Explanation that @Coolsbloxian asked for:
The year was 2017/2018, a group of users on Roblox decided to use their botting system to create millions upon billions of accounts into the Roblox platform. Today, they share these accounts with the public, allowing exploiters to easily withdraw old accounts, bypassing any age limits on your experience.
The flaw with their accounts is that they all have the same formatted username. WIth the code below, you can easily detect if an account was withdrawn from them. This is not absolutely flawless, as some usernames may match the statement. Considering implementing a whitelist system if you wish to use this for a larger game.
if string.match(script.Parent.Parent.TextBox.Text, "^[A-Z][a-z]+[A-Z][a-z]+[0-9]?[0-9]$") then
--insert some code for alts
end
The alt format is NameName## where the last digits are integers, with 2 capitalized (non-consistent) words/names in the front.
Old accounts, ppl use alts to obtain some sort of advantage in a game, so anything that is easily obtainable, should be adjusted and balanced with that in mind, this will further discourage most of them to create alts, you see, Rogue lineage, 250 (fixed) robux to reroll race is insane, they create alts because it will work like multiple slots, without changing races in-game
This is gonna have an uncountable amount of false positives and be a bad idea to implement all around. I like the idea on paper but it’s not good in practice.

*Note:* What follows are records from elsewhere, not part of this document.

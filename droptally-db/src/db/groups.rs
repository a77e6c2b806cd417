use crate::GLOBAL_GROUP_ID;
use crate::models::{DbGroup, DbGroupConfiguration, DbPlayer};
use chrono::{DateTime, Utc};
use diesel::prelude::*;

pub fn group_by_id(conn: &mut PgConnection, id: i32) -> QueryResult<Option<DbGroup>> {
    use crate::schema::groups::dsl;

    dsl::groups
        .filter(dsl::group_id.eq(id))
        .select(DbGroup::as_select())
        .first(conn)
        .optional()
}

pub fn all_groups(conn: &mut PgConnection) -> QueryResult<Vec<DbGroup>> {
    use crate::schema::groups::dsl;

    dsl::groups
        .order_by(dsl::group_id.asc())
        .select(DbGroup::as_select())
        .get_results(conn)
}

pub fn groups_with_external_roster(conn: &mut PgConnection) -> QueryResult<Vec<DbGroup>> {
    use crate::schema::groups::dsl;

    dsl::groups
        .filter(dsl::wom_group_id.is_not_null())
        .order_by(dsl::group_id.asc())
        .select(DbGroup::as_select())
        .get_results(conn)
}

/// All groups a player belongs to, with global membership enforced first.
pub fn groups_for_player(conn: &mut PgConnection, player_id: i32) -> QueryResult<Vec<DbGroup>> {
    use crate::schema::group_members::dsl as members_dsl;
    use crate::schema::groups::dsl as groups_dsl;

    ensure_global_membership(conn, player_id)?;

    groups_dsl::groups
        .inner_join(members_dsl::group_members)
        .filter(members_dsl::player_id.eq(player_id))
        .order_by(groups_dsl::group_id.asc())
        .select(DbGroup::as_select())
        .get_results(conn)
}

pub fn group_ids_for_player(conn: &mut PgConnection, player_id: i32) -> QueryResult<Vec<i32>> {
    use crate::schema::group_members::dsl;

    dsl::group_members
        .filter(dsl::player_id.eq(player_id))
        .order_by(dsl::group_id.asc())
        .select(dsl::group_id)
        .get_results(conn)
}

pub fn ensure_global_membership(conn: &mut PgConnection, player_id: i32) -> QueryResult<()> {
    add_membership(conn, player_id, GLOBAL_GROUP_ID)
}

pub fn add_membership(conn: &mut PgConnection, player_id: i32, group_id: i32) -> QueryResult<()> {
    use crate::schema::group_members::dsl;

    diesel::insert_into(dsl::group_members)
        .values((dsl::player_id.eq(player_id), dsl::group_id.eq(group_id)))
        .on_conflict_do_nothing()
        .execute(conn)
        .map(|_| ())
}

pub fn remove_membership(
    conn: &mut PgConnection,
    player_id: i32,
    group_id: i32,
) -> QueryResult<()> {
    use crate::schema::group_members::dsl;

    diesel::delete(
        dsl::group_members
            .filter(dsl::player_id.eq(player_id))
            .filter(dsl::group_id.eq(group_id)),
    )
    .execute(conn)
    .map(|_| ())
}

pub fn is_member(conn: &mut PgConnection, group_id: i32, player_id: i32) -> QueryResult<bool> {
    use crate::schema::group_members::dsl;

    diesel::select(diesel::dsl::exists(
        dsl::group_members
            .filter(dsl::group_id.eq(group_id))
            .filter(dsl::player_id.eq(player_id)),
    ))
    .get_result(conn)
}

pub fn group_members(conn: &mut PgConnection, group_id: i32) -> QueryResult<Vec<DbPlayer>> {
    use crate::schema::group_members::dsl as members_dsl;
    use crate::schema::players::dsl as players_dsl;

    players_dsl::players
        .inner_join(members_dsl::group_members)
        .filter(members_dsl::group_id.eq(group_id))
        .order_by(players_dsl::player_id.asc())
        .select(DbPlayer::as_select())
        .get_results(conn)
}

pub fn group_config_value(
    conn: &mut PgConnection,
    group_id: i32,
    key: &str,
) -> QueryResult<Option<String>> {
    use crate::schema::group_configurations::dsl;

    dsl::group_configurations
        .filter(dsl::group_id.eq(group_id))
        .filter(dsl::config_key.eq(key))
        .select(dsl::config_value)
        .first(conn)
        .optional()
}

pub fn group_config_all(
    conn: &mut PgConnection,
    group_id: i32,
) -> QueryResult<Vec<DbGroupConfiguration>> {
    use crate::schema::group_configurations::dsl;

    dsl::group_configurations
        .filter(dsl::group_id.eq(group_id))
        .order_by(dsl::config_key.asc())
        .select(DbGroupConfiguration::as_select())
        .get_results(conn)
}

pub fn touch_group(conn: &mut PgConnection, group_id: i32, at: DateTime<Utc>) -> QueryResult<()> {
    use crate::schema::groups::dsl;

    diesel::update(dsl::groups.filter(dsl::group_id.eq(group_id)))
        .set(dsl::date_updated.eq(at.naive_utc()))
        .execute(conn)
        .map(|_| ())
}

pub fn search_groups(
    conn: &mut PgConnection,
    fragment: &str,
    limit: i64,
) -> QueryResult<Vec<DbGroup>> {
    use crate::schema::groups::dsl;

    dsl::groups
        .filter(dsl::group_name.ilike(format!("%{fragment}%")))
        .order_by(dsl::group_name.asc())
        .limit(limit)
        .select(DbGroup::as_select())
        .get_results(conn)
}

/// Whether the group currently has an active activation of the named
/// premium feature.
pub fn group_has_active_feature(
    conn: &mut PgConnection,
    group_id: i32,
    feature_key: &str,
    now: DateTime<Utc>,
) -> QueryResult<bool> {
    use crate::schema::feature_activations::dsl as activations_dsl;
    use crate::schema::premium_features::dsl as features_dsl;

    diesel::select(diesel::dsl::exists(
        activations_dsl::feature_activations
            .inner_join(features_dsl::premium_features)
            .filter(activations_dsl::group_id.eq(group_id))
            .filter(activations_dsl::status.eq("active"))
            .filter(activations_dsl::end_at.gt(now.naive_utc()))
            .filter(features_dsl::feature_key.eq(feature_key)),
    ))
    .get_result(conn)
}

Literally everyone back in 2018 knew that the accounts passwords were all just their names reversed (eg “FirstLast123” would have the password “321tsaLtsriF”) and, assuming you find one that nobody else has already (very easy if you know where to look) you can easily get one for yourself.
Because Roblox doesn’t read reports and in turn never banned these phishing/spam accounts people with malicious intent have recently been finding + changing the passwords in mass because it’s millions of free accounts that have already been made and email verified (saving time + money as opposed to creating and verifying new accounts themselves, because creating tons of fresh accounts even before email verifying can be very slow and captcha solving can get very expensive)
I appreciate the resource though, because if anyone decides to bot inside the games (like what was happening at one point with bots joining, linking to phishing sites, and leaving immediately) it’s a decent bandaid for a short time.
I do not participate in such activities but my friend helped develop a botting system that functions at this exact moment. The username formatting can be changed with ease, therefore, normally the alts/bot accounts we see/use these days are no longer the 2017/2018 ones.
its funny, whenever something like this comes up, there is always a group of people that say what a bad idea it is.
It all comes down to 2 things:
Always obtain as much info from players as possible, and if possible create algorithms to come up with tags
Do not apply punishment when there is a chance to false positive based in 1 variable.
The scenario is simple, if someone reports the player, and when retrieving player’s data of the game have a tag of potential malicious alt, then you have one more factor to decide what punishment you will be applying. Or, another idea: if a player gets this positive, you could force a secondary form of identification or activate hacking detecting scripts for that account.